1. **Training DeepLabv3+ on the ADE20k Dataset**
[DeepLabv3+](https://arxiv.org/abs/1802.02611) is a common baseline model for semantic segmentation tasks. We provide a `ComposerModel` implementation for DeepLabv3+ built using [torchvision](https://pytorch.org/vision/stable/index.html) and [mmsegmentation](https://github.com/open-mmlab/mmsegmentation) for the backbone and head, respectively.
We found the DeepLabv3+ baseline can be significantly improved using the [new PyTorch pre-trained weights](https://pytorch.org/blog/introducing-torchvision-new-multi-weight-support-api/). Additional gains are made through a hyperparameter sweep.
We benchmark our DeepLabv3+ model on a single 8xA100 machine using [ADE20k](https://arxiv.org/abs/1608.05442), a popular semantic segmentation dataset. The final results on ADE20k are:
| Model | mIoU | Time-to-Train |
| ---------------------- | -------------- | ------------- |
| Unoptimized DeepLabv3+ | 44.17 +/- 0.14 | 6.39 hr |
| Optimized DeepLabv3+ | 45.78 +/- 0.26 | 4.67 hr |
Checkout [our documentation](https://docs.mosaicml.com/en/v0.7.0/model_cards/deeplabv3.html) for more info!
API Changes
1. **🍪 Additional Batch Type Support**
Composer v0.7.0 removed the `BatchDict` and `BatchPair` types, and now supports any batch type. We're updating our algorithms to support batches of custom formats.

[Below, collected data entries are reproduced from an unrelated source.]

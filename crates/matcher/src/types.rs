use embed::EmbedError;
use index::{IndexError, ItemId, Payload};
use serde::{Deserialize, Serialize};
use thiserror::Error;

/// Which collections the engine reads from.
///
/// Both collections must be embedded by the same model; the index rejects
/// queries whose dimensionality does not match what a collection holds.
#[derive(Debug, Clone, Serialize, Deserialize, PartialEq)]
pub struct MatchConfig {
    /// The user's own garments. Outfits are assembled from here.
    #[serde(default = "MatchConfig::default_wardrobe")]
    pub wardrobe_collection: String,
    /// Third-party garments suggested alongside the user's outfits.
    #[serde(default = "MatchConfig::default_marketplace")]
    pub marketplace_collection: String,
}

impl MatchConfig {
    pub(crate) fn default_wardrobe() -> String {
        "wardrobe".to_string()
    }

    pub(crate) fn default_marketplace() -> String {
        "marketplace".to_string()
    }

    pub fn new(wardrobe: impl Into<String>, marketplace: impl Into<String>) -> Self {
        Self {
            wardrobe_collection: wardrobe.into(),
            marketplace_collection: marketplace.into(),
        }
    }

    pub fn validate(&self) -> Result<(), MatchError> {
        if self.wardrobe_collection.trim().is_empty() {
            return Err(MatchError::InvalidConfig(
                "wardrobe_collection must not be empty".into(),
            ));
        }
        if self.marketplace_collection.trim().is_empty() {
            return Err(MatchError::InvalidConfig(
                "marketplace_collection must not be empty".into(),
            ));
        }
        Ok(())
    }
}

impl Default for MatchConfig {
    fn default() -> Self {
        Self::new(Self::default_wardrobe(), Self::default_marketplace())
    }
}

/// A candidate outfit: one top and one bottom with their blended score.
///
/// `top` and `bottom` are payload copies carrying the originating item id
/// under `id`.
#[derive(Debug, Clone, Serialize, Deserialize, PartialEq)]
pub struct ScoredPair {
    /// `RELEVANCE_WEIGHT * query_relevance + COHERENCE_WEIGHT * coherence`.
    pub score: f32,
    /// Cosine similarity between the top and the bottom.
    pub coherence: f32,
    /// Mean cosine similarity of the two garments to the query.
    pub query_relevance: f32,
    pub top: Payload,
    pub bottom: Payload,
}

/// Errors produced by the matching layer.
#[derive(Debug, Error)]
pub enum MatchError {
    /// The embedding provider failed; the request produced nothing.
    #[error("embedding unavailable: {0}")]
    EmbeddingUnavailable(#[source] EmbedError),
    /// The anchor id does not exist in its origin collection.
    #[error("anchor '{id}' not found in collection '{collection}'")]
    AnchorNotFound { collection: String, id: ItemId },
    /// The vector store failed while reading or querying.
    #[error("index query failed: {0}")]
    IndexQueryFailed(#[source] IndexError),
    /// Vectors from different embedding spaces were compared.
    #[error("dimension mismatch: expected {expected}, got {actual}")]
    DimensionMismatch { expected: usize, actual: usize },
    /// An item needed for pairing carries no usable `category`.
    #[error("item '{id}' has no usable category")]
    MissingCategory { id: ItemId },
    /// The request itself is malformed (blank prompt, payload without id, ...).
    #[error("invalid request: {0}")]
    InvalidRequest(String),
    /// Invalid engine configuration.
    #[error("invalid match config: {0}")]
    InvalidConfig(String),
}

impl From<EmbedError> for MatchError {
    fn from(err: EmbedError) -> Self {
        MatchError::EmbeddingUnavailable(err)
    }
}

impl From<IndexError> for MatchError {
    fn from(err: IndexError) -> Self {
        match err {
            IndexError::DimensionMismatch {
                expected, actual, ..
            } => MatchError::DimensionMismatch { expected, actual },
            other => MatchError::IndexQueryFailed(other),
        }
    }
}
//! # Outfit Matcher (`matcher`)
//!
//! ## Purpose
//!
//! `matcher` sits on top of the embedding layer (`embed`) and the vector index
//! (`index`). It turns a free-text style prompt into ranked top/bottom outfits
//! drawn from the user's wardrobe, and links wardrobe garments with
//! complementary marketplace items in both directions.
//!
//! ## Core Types
//!
//! - [`Matcher`]: the engine. Holds shared handles to an
//!   [`EmbeddingProvider`](embed::EmbeddingProvider) and a
//!   [`VectorStore`](index::VectorStore).
//! - [`ScoredPair`]: one outfit with its blended score, coherence, and query
//!   relevance.
//! - [`MatchConfig`]: names of the wardrobe and marketplace collections.
//! - [`MatchError`]: every failure the engine can report.
//!
//! ## Scoring
//!
//! For a query vector `q`, top `t`, and bottom `b`:
//!
//! ```text
//! coherence       = cos(t, b)
//! query_relevance = (cos(q, t) + cos(q, b)) / 2
//! score           = 0.5 * query_relevance + 0.5 * coherence
//! ```
//!
//! Pairs are sorted by score, highest first, with ties kept in enumeration
//! order. See [`rank_outfits`].
//!
//! ## Example Usage
//!
//! ```
//! use std::sync::Arc;
//! use embed::{EmbeddingProvider, StubEmbedder};
//! use index::{Category, CollectionIndex, IndexConfig, Item, ItemId, Payload, VectorStore};
//! use matcher::{MatchConfig, Matcher};
//!
//! let embedder = Arc::new(StubEmbedder::new(16));
//! let index = Arc::new(CollectionIndex::new(IndexConfig::new()).unwrap());
//!
//! for (id, text, category) in [
//!     ("shirt", "white linen shirt", Category::Top),
//!     ("chinos", "beige chinos", Category::Bottom),
//! ] {
//!     let vector = embedder.embed_text(text).unwrap().into_vector();
//!     let payload = Payload::garment(format!("{id}.jpg"), category);
//!     index.upsert("wardrobe", Item::new(ItemId::from(id), vector, payload)).unwrap();
//! }
//!
//! let matcher = Matcher::new(embedder, index, MatchConfig::default()).unwrap();
//! let outfits = matcher.recommend("summer brunch", 3).unwrap();
//! assert_eq!(outfits.len(), 1);
//! ```
//!
//! ## Observability
//!
//! Install a [`MatchMetrics`] implementation via [`set_match_metrics`] to record
//! per-operation latency and result counts. This is typically done once during
//! startup so every [`Matcher`] shares the same metrics backend.

pub mod engine;
pub mod metrics;
pub mod ranker;
pub mod resolver;
pub mod similarity;
pub mod types;

pub use crate::engine::{AnchoredMatches, Matcher};
pub use crate::metrics::{set_match_metrics, MatchMetrics, MatchOperation};
pub use crate::ranker::{rank_outfits, COHERENCE_WEIGHT, RELEVANCE_WEIGHT};
pub use crate::resolver::find_similar_in_collection;
pub use crate::similarity::cosine_similarity;
pub use crate::types::{MatchConfig, MatchError, ScoredPair};

/// How many complementary items a pairing lookup returns unless told otherwise.
pub const DEFAULT_PAIRING_LIMIT: usize = 2;
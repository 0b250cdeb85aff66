use std::io;
use thiserror::Error;

/// Errors surfaced by embedding providers.
#[derive(Debug, Error)]
pub enum EmbedError {
    /// Configuration is inconsistent (e.g., api mode without an endpoint).
    #[error("invalid embed config: {0}")]
    InvalidConfig(String),
    /// The image could not be read from disk.
    #[error("unreadable image {path}: {source}")]
    Unreadable {
        path: String,
        #[source]
        source: io::Error,
    },
    /// The remote embedding endpoint could not be reached or rejected the call.
    #[error("request failed: {0}")]
    Request(String),
    /// The provider answered but produced no usable vector.
    #[error("inference failure: {0}")]
    Inference(String),
}

impl EmbedError {
    pub(crate) fn unreadable(path: impl Into<String>, source: io::Error) -> Self {
        EmbedError::Unreadable {
            path: path.into(),
            source,
        }
    }
}
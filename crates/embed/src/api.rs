use std::time::Duration;

use base64::engine::general_purpose::STANDARD as BASE64;
use base64::Engine as _;
use reqwest::blocking::Client;
use serde_json::{json, Value};

use crate::normalize::l2_normalize_in_place;
use crate::retry::{execute_with_retry, is_retryable_status, RetryConfig};
use crate::{EmbedConfig, EmbedError, Embedding, EmbeddingProvider, ImageSource};

#[derive(Debug, Clone, Copy, PartialEq, Eq)]
enum ApiProviderKind {
    HuggingFace,
    OpenAI,
    Custom,
}

/// What is being sent to the remote model.
enum ApiInput<'a> {
    Text(&'a str),
    Image(String),
}

/// One failed HTTP attempt, tagged with whether it is worth repeating.
#[derive(Debug)]
struct AttemptError {
    message: String,
    retryable: bool,
}

/// Remote embedding provider speaking JSON over HTTP.
///
/// Images are shipped base64-encoded. Text and image vectors come back in the
/// same space as long as the endpoint serves a CLIP-style joint model.
#[derive(Debug, Clone)]
pub struct ApiEmbedder {
    client: Client,
    url: String,
    auth_header: Option<String>,
    provider: ApiProviderKind,
    model_name: String,
    retry: RetryConfig,
}

impl ApiEmbedder {
    pub fn from_config(cfg: &EmbedConfig) -> Result<Self, EmbedError> {
        let url = cfg
            .api_url
            .as_deref()
            .map(str::trim)
            .filter(|url| !url.is_empty())
            .ok_or_else(|| EmbedError::InvalidConfig("api_url is required for api mode".into()))?;

        let timeout = Duration::from_secs(cfg.api_timeout_secs.unwrap_or(30));
        let client = Client::builder()
            .timeout(timeout)
            .connect_timeout(Duration::from_secs(10))
            .pool_max_idle_per_host(8)
            .build()
            .map_err(|e| EmbedError::InvalidConfig(format!("failed to build HTTP client: {e}")))?;

        Ok(Self {
            client,
            url: url.to_string(),
            auth_header: cfg.api_auth_header.clone(),
            provider: api_provider_kind(cfg.api_provider.as_deref()),
            model_name: cfg.model_name.clone(),
            retry: cfg.retry_config.unwrap_or_default(),
        })
    }

    fn embed(&self, input: ApiInput<'_>) -> Result<Embedding, EmbedError> {
        let payload = build_api_payload(self.provider, &input, &self.model_name);

        let outcome = execute_with_retry(
            &self.retry,
            |_| self.send(&payload),
            |err: &AttemptError| err.retryable,
        );
        let attempts = outcome.attempts;
        let response = outcome.into_result().map_err(|err| {
            tracing::warn!(attempts, error = %err.message, "embed_request_failed");
            EmbedError::Request(err.message)
        })?;

        let mut vector = first_embedding(response)?;
        l2_normalize_in_place(&mut vector)?;
        Ok(Embedding::new(vector, &self.model_name))
    }

    fn send(&self, payload: &Value) -> Result<Value, AttemptError> {
        let mut request = self
            .client
            .post(&self.url)
            .header("Content-Type", "application/json");
        if let Some(header) = self.auth_header.as_deref() {
            request = request.header("Authorization", header);
        }

        let response = request.json(payload).send().map_err(|e| AttemptError {
            retryable: e.is_timeout() || e.is_connect(),
            message: format!("HTTP request failed: {e}"),
        })?;

        let status = response.status();
        if !status.is_success() {
            let body = response.text().unwrap_or_default();
            return Err(AttemptError {
                retryable: is_retryable_status(status.as_u16()),
                message: format!("HTTP error {status}: {body}"),
            });
        }

        response.json::<Value>().map_err(|e| AttemptError {
            retryable: false,
            message: format!("invalid JSON response: {e}"),
        })
    }
}

impl EmbeddingProvider for ApiEmbedder {
    fn embed_text(&self, text: &str) -> Result<Embedding, EmbedError> {
        self.embed(ApiInput::Text(text))
    }

    fn embed_image(&self, image: &ImageSource) -> Result<Embedding, EmbedError> {
        let bytes = image.read_bytes()?;
        self.embed(ApiInput::Image(BASE64.encode(bytes)))
    }

    fn model_name(&self) -> &str {
        &self.model_name
    }
}

fn api_provider_kind(provider: Option<&str>) -> ApiProviderKind {
    match provider.unwrap_or("custom").to_ascii_lowercase().as_str() {
        "hf" | "huggingface" => ApiProviderKind::HuggingFace,
        "openai" | "gpt" => ApiProviderKind::OpenAI,
        _ => ApiProviderKind::Custom,
    }
}

fn build_api_payload(provider: ApiProviderKind, input: &ApiInput<'_>, model_name: &str) -> Value {
    match (provider, input) {
        (ApiProviderKind::HuggingFace, ApiInput::Text(text)) => json!({ "inputs": text }),
        (ApiProviderKind::HuggingFace, ApiInput::Image(b64)) => {
            json!({ "inputs": { "image": b64 } })
        }
        (ApiProviderKind::OpenAI, ApiInput::Text(text)) => {
            json!({ "input": text, "model": model_name })
        }
        (ApiProviderKind::OpenAI, ApiInput::Image(b64)) => json!({
            "input": [{ "image": format!("data:image/*;base64,{b64}") }],
            "model": model_name,
        }),
        (ApiProviderKind::Custom, ApiInput::Text(text)) => json!({ "text": text }),
        (ApiProviderKind::Custom, ApiInput::Image(b64)) => json!({ "image": b64 }),
    }
}

fn first_embedding(response: Value) -> Result<Vec<f32>, EmbedError> {
    parse_embeddings_from_value(response)?
        .into_iter()
        .next()
        .filter(|v| !v.is_empty())
        .ok_or_else(|| EmbedError::Inference("API response did not contain embeddings".into()))
}

fn parse_embeddings_from_value(value: Value) -> Result<Vec<Vec<f32>>, EmbedError> {
    match value {
        Value::Object(mut map) => {
            if let Some(embeddings) = map.remove("embeddings") {
                return parse_embedding_collection(embeddings);
            }
            if let Some(embedding) = map.remove("embedding") {
                return parse_embedding_vector(embedding).map(|v| vec![v]);
            }

            if let Some(Value::Array(items)) = map.remove("data") {
                let mut vectors = Vec::with_capacity(items.len());
                for item in items {
                    match item {
                        Value::Object(mut obj) => match obj.remove("embedding") {
                            Some(embedding) => vectors.push(parse_embedding_vector(embedding)?),
                            None => {
                                return Err(EmbedError::Inference(
                                    "missing `embedding` field in data item".into(),
                                ))
                            }
                        },
                        _ => {
                            return Err(EmbedError::Inference(
                                "unexpected entry inside `data` array".into(),
                            ))
                        }
                    }
                }
                return Ok(vectors);
            }

            Err(EmbedError::Inference("unsupported API response shape".into()))
        }
        other => parse_embedding_collection(other),
    }
}

fn parse_embedding_collection(value: Value) -> Result<Vec<Vec<f32>>, EmbedError> {
    match value {
        Value::Array(items) => {
            if items.is_empty() {
                Ok(Vec::new())
            } else if items.iter().all(|item| matches!(item, Value::Array(_))) {
                items.into_iter().map(parse_embedding_vector).collect()
            } else {
                parse_embedding_vector(Value::Array(items)).map(|vec| vec![vec])
            }
        }
        other => parse_embedding_vector(other).map(|vec| vec![vec]),
    }
}

fn parse_embedding_vector(value: Value) -> Result<Vec<f32>, EmbedError> {
    match value {
        Value::Array(values) => values
            .into_iter()
            .map(|entry| match entry {
                Value::Number(num) => num
                    .as_f64()
                    .map(|f| f as f32)
                    .ok_or_else(|| EmbedError::Inference("non-finite embedding value".into())),
                other => Err(EmbedError::Inference(format!(
                    "embedding entries must be numbers, got {other:?}"
                ))),
            })
            .collect(),
        other => Err(EmbedError::Inference(format!(
            "embedding vector must be an array, got {other:?}"
        ))),
    }
}
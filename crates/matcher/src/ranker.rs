use index::Item;

use crate::similarity::cosine_similarity;
use crate::types::{MatchError, ScoredPair};

/// Share of the pair score carried by query relevance.
pub const RELEVANCE_WEIGHT: f32 = 0.5;
/// Share of the pair score carried by top/bottom coherence.
pub const COHERENCE_WEIGHT: f32 = 0.5;

/// Score every top × bottom pair against `query` and keep the best `limit`.
///
/// Pairs are sorted by score descending; equal scores keep enumeration order
/// (tops outer, bottoms inner). An empty pool yields an empty result, which
/// callers read as "not enough wardrobe to build an outfit".
///
/// Fails with [`MatchError::DimensionMismatch`] if any candidate vector does not
/// have the query's length.
pub fn rank_outfits(
    query: &[f32],
    tops: &[Item],
    bottoms: &[Item],
    limit: usize,
) -> Result<Vec<ScoredPair>, MatchError> {
    if tops.is_empty() || bottoms.is_empty() || limit == 0 {
        return Ok(Vec::new());
    }
    for item in tops.iter().chain(bottoms) {
        if item.vector.len() != query.len() {
            return Err(MatchError::DimensionMismatch {
                expected: query.len(),
                actual: item.vector.len(),
            });
        }
    }

    // Relevance of each garment to the query is shared by every pair it joins.
    let top_relevance: Vec<f32> = tops
        .iter()
        .map(|t| cosine_similarity(query, &t.vector))
        .collect();
    let bottom_relevance: Vec<f32> = bottoms
        .iter()
        .map(|b| cosine_similarity(query, &b.vector))
        .collect();

    let mut pairs = Vec::with_capacity(tops.len() * bottoms.len());
    for (top, top_rel) in tops.iter().zip(&top_relevance) {
        let top_payload = top.payload.with_id(&top.id);
        for (bottom, bottom_rel) in bottoms.iter().zip(&bottom_relevance) {
            let coherence = cosine_similarity(&top.vector, &bottom.vector);
            let query_relevance = (top_rel + bottom_rel) / 2.0;
            pairs.push(ScoredPair {
                score: RELEVANCE_WEIGHT * query_relevance + COHERENCE_WEIGHT * coherence,
                coherence,
                query_relevance,
                top: top_payload.clone(),
                bottom: bottom.payload.with_id(&bottom.id),
            });
        }
    }

    // `sort_by` is stable.
    pairs.sort_by(|a, b| b.score.total_cmp(&a.score));
    pairs.truncate(limit);
    Ok(pairs)
}
use serde::{Deserialize, Serialize};

use crate::retry::RetryConfig;
use crate::EmbedError;

/// Runtime configuration describing which provider to build and how to reach it.
///
/// # Example
/// ```
/// use embed::EmbedConfig;
///
/// let cfg = EmbedConfig {
///     mode: "api".into(),
///     api_url: Some("https://embed.example.com/v1/clip".into()),
///     api_auth_header: Some("Bearer sk_xxx".into()),
///     api_provider: Some("custom".into()),
///     ..Default::default()
/// };
/// assert!(cfg.validate().is_ok());
/// ```
#[derive(Debug, Clone, Serialize, Deserialize, PartialEq)]
#[serde(default)]
pub struct EmbedConfig {
    /// Provider selector: `"stub"` (deterministic, offline) or `"api"` (remote HTTP).
    pub mode: String,
    /// Friendly label surfaced on every [`Embedding`](crate::Embedding).
    pub model_name: String,
    /// Vector dimension produced by the stub provider. Remote providers report
    /// whatever the model emits.
    pub dimension: usize,
    /// API inference endpoint when [`mode`](Self::mode) is `"api"`.
    pub api_url: Option<String>,
    /// Authorization header (e.g., `"Bearer hf_xxx"`).
    pub api_auth_header: Option<String>,
    /// Remote provider hint: `"hf"`, `"openai"`, or `"custom"` (default).
    pub api_provider: Option<String>,
    /// Overall API timeout in seconds.
    pub api_timeout_secs: Option<u64>,
    /// Client-side retry policy for transient HTTP failures.
    #[serde(default, skip_serializing_if = "Option::is_none")]
    pub retry_config: Option<RetryConfig>,
}

impl Default for EmbedConfig {
    fn default() -> Self {
        Self {
            mode: "stub".into(),
            model_name: "clip-vit-base-patch32".into(),
            dimension: 512,
            api_url: None,
            api_auth_header: None,
            api_provider: None,
            api_timeout_secs: Some(30),
            retry_config: None,
        }
    }
}

impl EmbedConfig {
    /// Convenience constructor for the offline stub provider.
    pub fn stub(dimension: usize) -> Self {
        Self {
            mode: "stub".into(),
            dimension,
            ..Self::default()
        }
    }

    pub fn with_model_name(mut self, name: impl Into<String>) -> Self {
        self.model_name = name.into();
        self
    }

    pub fn with_api_url(mut self, url: impl Into<String>) -> Self {
        self.api_url = Some(url.into());
        self
    }

    pub fn with_retry(mut self, retry: RetryConfig) -> Self {
        self.retry_config = Some(retry);
        self
    }

    /// Check the invariants each provider relies on.
    pub fn validate(&self) -> Result<(), EmbedError> {
        match self.mode.as_str() {
            "stub" => {
                if self.dimension == 0 {
                    return Err(EmbedError::InvalidConfig(
                        "dimension must be greater than zero".into(),
                    ));
                }
            }
            "api" => {
                let url = self.api_url.as_deref().map(str::trim).unwrap_or_default();
                if url.is_empty() {
                    return Err(EmbedError::InvalidConfig(
                        "api_url is required for api mode".into(),
                    ));
                }
                if self.api_timeout_secs == Some(0) {
                    return Err(EmbedError::InvalidConfig(
                        "api_timeout_secs must be greater than zero".into(),
                    ));
                }
            }
            other => {
                return Err(EmbedError::InvalidConfig(format!(
                    "unknown embed mode '{other}', expected 'stub' or 'api'"
                )))
            }
        }
        if self.model_name.trim().is_empty() {
            return Err(EmbedError::InvalidConfig(
                "model_name must not be empty".into(),
            ));
        }
        Ok(())
    }
}

#[cfg(test)]
mod tests {
    use super::*;

    #[test]
    fn default_config_is_valid_stub() {
        let cfg = EmbedConfig::default();
        assert_eq!(cfg.mode, "stub");
        assert_eq!(cfg.dimension, 512);
        assert!(cfg.validate().is_ok());
    }

    #[test]
    fn api_mode_requires_url() {
        let cfg = EmbedConfig {
            mode: "api".into(),
            ..Default::default()
        };
        let err = cfg.validate().unwrap_err();
        assert!(err.to_string().contains("api_url"));

        let cfg = cfg.with_api_url("http://localhost:8080/embed");
        assert!(cfg.validate().is_ok());
    }

    #[test]
    fn zero_dimension_rejected_for_stub() {
        let err = EmbedConfig::stub(0).validate().unwrap_err();
        assert!(err.to_string().contains("dimension"));
    }

    #[test]
    fn unknown_mode_rejected() {
        let cfg = EmbedConfig {
            mode: "onnx".into(),
            ..Default::default()
        };
        assert!(cfg.validate().unwrap_err().to_string().contains("onnx"));
    }

    #[test]
    fn config_serde_roundtrip() {
        let cfg = EmbedConfig::stub(8).with_model_name("tiny");
        let json = serde_json::to_string(&cfg).unwrap();
        let back: EmbedConfig = serde_json::from_str(&json).unwrap();
        assert_eq!(cfg, back);
    }
}
// Metrics hooks for the `matcher` crate.
//
// Callers install a global `MatchMetrics` implementation via [`set_match_metrics`];
// every `Matcher` operation then reports its latency and result count.
use std::fmt;
use std::sync::{Arc, RwLock};
use std::time::Duration;

use once_cell::sync::OnceCell;

/// Engine operation being reported.
#[derive(Debug, Clone, Copy, PartialEq, Eq, Hash)]
pub enum MatchOperation {
    /// Prompt → ranked wardrobe outfits.
    Recommend,
    /// Wardrobe anchor → marketplace items.
    MarketplaceMatches,
    /// Marketplace item → wardrobe items.
    WardrobeMatches,
}

impl MatchOperation {
    pub fn as_str(self) -> &'static str {
        match self {
            MatchOperation::Recommend => "recommend",
            MatchOperation::MarketplaceMatches => "marketplace_matches",
            MatchOperation::WardrobeMatches => "wardrobe_matches",
        }
    }
}

impl fmt::Display for MatchOperation {
    fn fmt(&self, f: &mut fmt::Formatter<'_>) -> fmt::Result {
        f.write_str(self.as_str())
    }
}

/// Metrics observer for engine operations.
pub trait MatchMetrics: Send + Sync {
    /// Record a successful operation.
    ///
    /// `latency` is the wall-clock time of the whole operation, embedding call
    /// included, and `result_count` the number of outfits or items returned.
    fn record_match(&self, operation: MatchOperation, latency: Duration, result_count: usize);

    /// Record a failed operation. The default ignores failures.
    fn record_failure(&self, _operation: MatchOperation, _latency: Duration) {}
}

fn metrics_lock() -> &'static RwLock<Option<Arc<dyn MatchMetrics>>> {
    static METRICS: OnceCell<RwLock<Option<Arc<dyn MatchMetrics>>>> = OnceCell::new();
    METRICS.get_or_init(|| RwLock::new(None))
}

pub(crate) fn metrics_recorder() -> Option<Arc<dyn MatchMetrics>> {
    let guard = metrics_lock()
        .read()
        .unwrap_or_else(|poisoned| poisoned.into_inner());
    guard.clone()
}

/// Install or clear the global match metrics recorder.
///
/// Typically called once at startup so every `Matcher` shares one backend.
pub fn set_match_metrics(recorder: Option<Arc<dyn MatchMetrics>>) {
    let mut guard = metrics_lock()
        .write()
        .unwrap_or_else(|poisoned| poisoned.into_inner());
    *guard = recorder;
}
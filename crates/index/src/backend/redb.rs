//! Redb (Rust embedded database) backend.
//!
//! Each collection lives in its own redb table named after it, so wardrobe and
//! marketplace ids never collide on disk.
//!
//! # Configuration Example
//! ```yaml
//! index:
//!   backend: redb
//!   redb_path: "data/outfit.redb"
//! ```

use crate::{IndexBackend, IndexError};
use redb::{Database, ReadableTable, TableDefinition, TableError};
use std::path::Path;
use std::sync::Arc;

fn table(collection: &str) -> TableDefinition<'_, &'static str, &'static [u8]> {
    TableDefinition::new(collection)
}

/// Redb backend for persistent collections.
///
/// The `Arc<Database>` wrapper allows safe sharing across threads. Redb handles
/// its own internal locking and MVCC.
pub struct RedbBackend {
    db: Arc<Database>,
}

impl RedbBackend {
    /// Open or create a Redb database at the given path.
    ///
    /// ```no_run
    /// use index::RedbBackend;
    ///
    /// let backend = RedbBackend::open("/tmp/outfit.redb").unwrap();
    /// ```
    pub fn open<P: AsRef<Path>>(path: P) -> Result<Self, IndexError> {
        let db = Database::create(path).map_err(IndexError::backend)?;
        Ok(Self { db: Arc::new(db) })
    }
}

impl IndexBackend for RedbBackend {
    fn put(&self, collection: &str, key: &str, value: &[u8]) -> Result<(), IndexError> {
        let write_txn = self.db.begin_write().map_err(IndexError::backend)?;
        {
            let mut table = write_txn
                .open_table(table(collection))
                .map_err(IndexError::backend)?;
            table.insert(key, value).map_err(IndexError::backend)?;
        }
        write_txn.commit().map_err(IndexError::backend)?;
        Ok(())
    }

    fn get(&self, collection: &str, key: &str) -> Result<Option<Vec<u8>>, IndexError> {
        let read_txn = self.db.begin_read().map_err(IndexError::backend)?;
        let table = match read_txn.open_table(table(collection)) {
            Ok(table) => table,
            Err(TableError::TableDoesNotExist(_)) => return Ok(None),
            Err(e) => return Err(IndexError::backend(e)),
        };

        match table.get(key).map_err(IndexError::backend)? {
            Some(value) => Ok(Some(value.value().to_vec())),
            None => Ok(None),
        }
    }

    fn scan(
        &self,
        collection: &str,
        visitor: &mut dyn FnMut(&[u8]) -> Result<(), IndexError>,
    ) -> Result<(), IndexError> {
        let read_txn = self.db.begin_read().map_err(IndexError::backend)?;
        let table = match read_txn.open_table(table(collection)) {
            Ok(table) => table,
            Err(TableError::TableDoesNotExist(_)) => return Ok(()),
            Err(e) => return Err(IndexError::backend(e)),
        };

        for entry in table.iter().map_err(IndexError::backend)? {
            let (_, value) = entry.map_err(IndexError::backend)?;
            visitor(value.value())?;
        }
        Ok(())
    }

    fn flush(&self) -> Result<(), IndexError> {
        // Every put commits its own durable transaction.
        Ok(())
    }
}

1. **🏎️ Simplified Profiling Arguments**
To simplify the Trainer constructor, the profiling arguments were replaced with a single `profiler` argument, which takes an instance of the [Profiler](https://docs.mosaicml.com/en/v0.7.0/api_reference/composer.profiler.profiler.html#composer.profiler.profiler.Profiler).
python
from composer.trainer import Trainer
from composer.profiler import PRofiler, JSONTraceHandler, cyclic_schedule
trainer = Trainer(
...,
profiler=Profiler(
trace_handlers=JSONTraceHandler(
folder=composer_trace_dir,
overwrite=True,
),
schedule=cyclic_schedule(
wait=0,
warmup=1,
active=4,
repeat=1,
),
torch_prof_folder=torch_trace_dir,
torch_prof_overwrite=True,
...,
)
)
See the [profiling guide](https://docs.mosaicml.com/en/v0.7.0/trainer/performance_tutorials/profiling.html) for additional information.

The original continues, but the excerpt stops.